What is it?
Genuine value has been hard to find in the market for electric cars, but it’s coming. Manufacturers have insisted that battery technology is expensive, production volumes are prohibitive and so profit margins are wafer-thin – but, gradually, all that’s changing. MG Motor has already been showing growing numbers of British buyers how affordable electric cars can be. Soon enough, Ssangyong will be doing exactly the same thing.
The Korean SUV-specialist brand (its name translates as ‘double dragon’, which might only make it cooler to one-time owners of a Sega Master System, but it worked on me) has recently been bought out of bankruptcy by a consortium of private-equity investors. With plans to have a four-strong range of electric models, from crossovers and proper off-roaders to pick-up trucks, on the UK market within three years, it is all set to introduce its first European-market EV this spring: the Ssangyong Korando e-Motion.

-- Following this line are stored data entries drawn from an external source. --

//! Core of the docrelay project: the pieces that turn loosely-typed HTTP requests into
//! document database operations.
//!
//! This crate provides:
//!
//! - **Error handling** ([`error`]) - Error and result types shared by every crate
//! - **Query AST** ([`query`]) - Backend-neutral filter expressions and find queries
//! - **Filter translation** ([`filter`]) - Query-string parameters to filter expressions
//! - **Projections** ([`projection`]) - Comma-separated field lists to inclusion documents
//! - **Identities** ([`identity`]) - Parsing of document identity strings
//! - **Store backend abstraction** ([`backend`]) - Traits implemented by concrete databases
//! - **Document store** ([`store`]) and **collections** ([`collection`]) - Existence-checked
//!   access to a namespace
//!
//! # Example
//!
//! ```ignore
//! use docrelay_core::{filter, projection::Projection, query::Query, store::DocumentStore};
//!
//! let query = Query::builder()
//!     .maybe_filter(filter::translate([("name", "john"), ("year", "gte1999")])?)
//!     .projection(Projection::parse(Some("name,year")))
//!     .build();
//!
//! let store = DocumentStore::new(connector.connect().await?);
//! let users = store.checked_collection("sample_mflix", "users").await?;
//! let found = users.find(query).await?;
//! ```

#[allow(unused_extern_crates)]
extern crate self as docrelay_core;

pub mod backend;
pub mod collection;
pub mod error;
pub mod filter;
pub mod identity;
pub mod projection;
pub mod query;
pub mod store;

This Korando will enter the same segment inhabited by the Skoda Enyaq iV, the Kia e-Niro and the new Nissan Ariya. But this medium-sized family crossover will be priced from £30,495 after the UK government’s buyer’s stipend, which should be between 10% and 30% less than you’ll pay for any of those alternatives, with many of this car’s competitors now too pricey to qualify for a grant at any model grade.
What's it like?
The electric Korando uses the same vehicle platform as the combustion-engined car, but it isn’t a particularly low-ball, bargain-basement technical offering in other respects. It has a drive battery worth a nominal 61.5kWh, which is a good deal bigger than you’ll find on similarly priced crossover EVs; and, despite its size and weight, it has a very respectable WLTP-certified electric range of 211 miles. Performance is strong too, with a 188bhp drive motor powering the front axle.
Rapid charging potential at up to 100kW is competitive for the money, also, while equipment level are surprisingly bountiful. Entry-grade ELX-trim cars get digital instruments, a touchscreen infotainment system with smartphone mirroring, intelligent adaptive cruise control and a full array of active safety and driver assistance systems for no extra cost – for £30,495, remember. A mid-level Ventura model like our test car (which was erroneously badged ‘Ultimate’) adds LED headlights, heated front seats, a TomTom navigation system and some other items, but it’ll cost you £35k.
It doesn’t take long to appreciate where this car offers what you might expect for the money, and where it doesn’t. Like every manufacturer boldly going electric for the first time, Ssangyong has picked a slightly wide-eyed, attention-grabbing styling theme for the e-Motion version - and its bold colours just don’t sit comfortably on the Korando’s self-consciously blocky body. The car’s newly sealed front grille only adds to the weirdness, and its standard-fit 17in alloy wheels look downright cheap. Avoiding bright white paintwork might soften the car’s visual aberrance, but I’m not sure it could banish it entirely.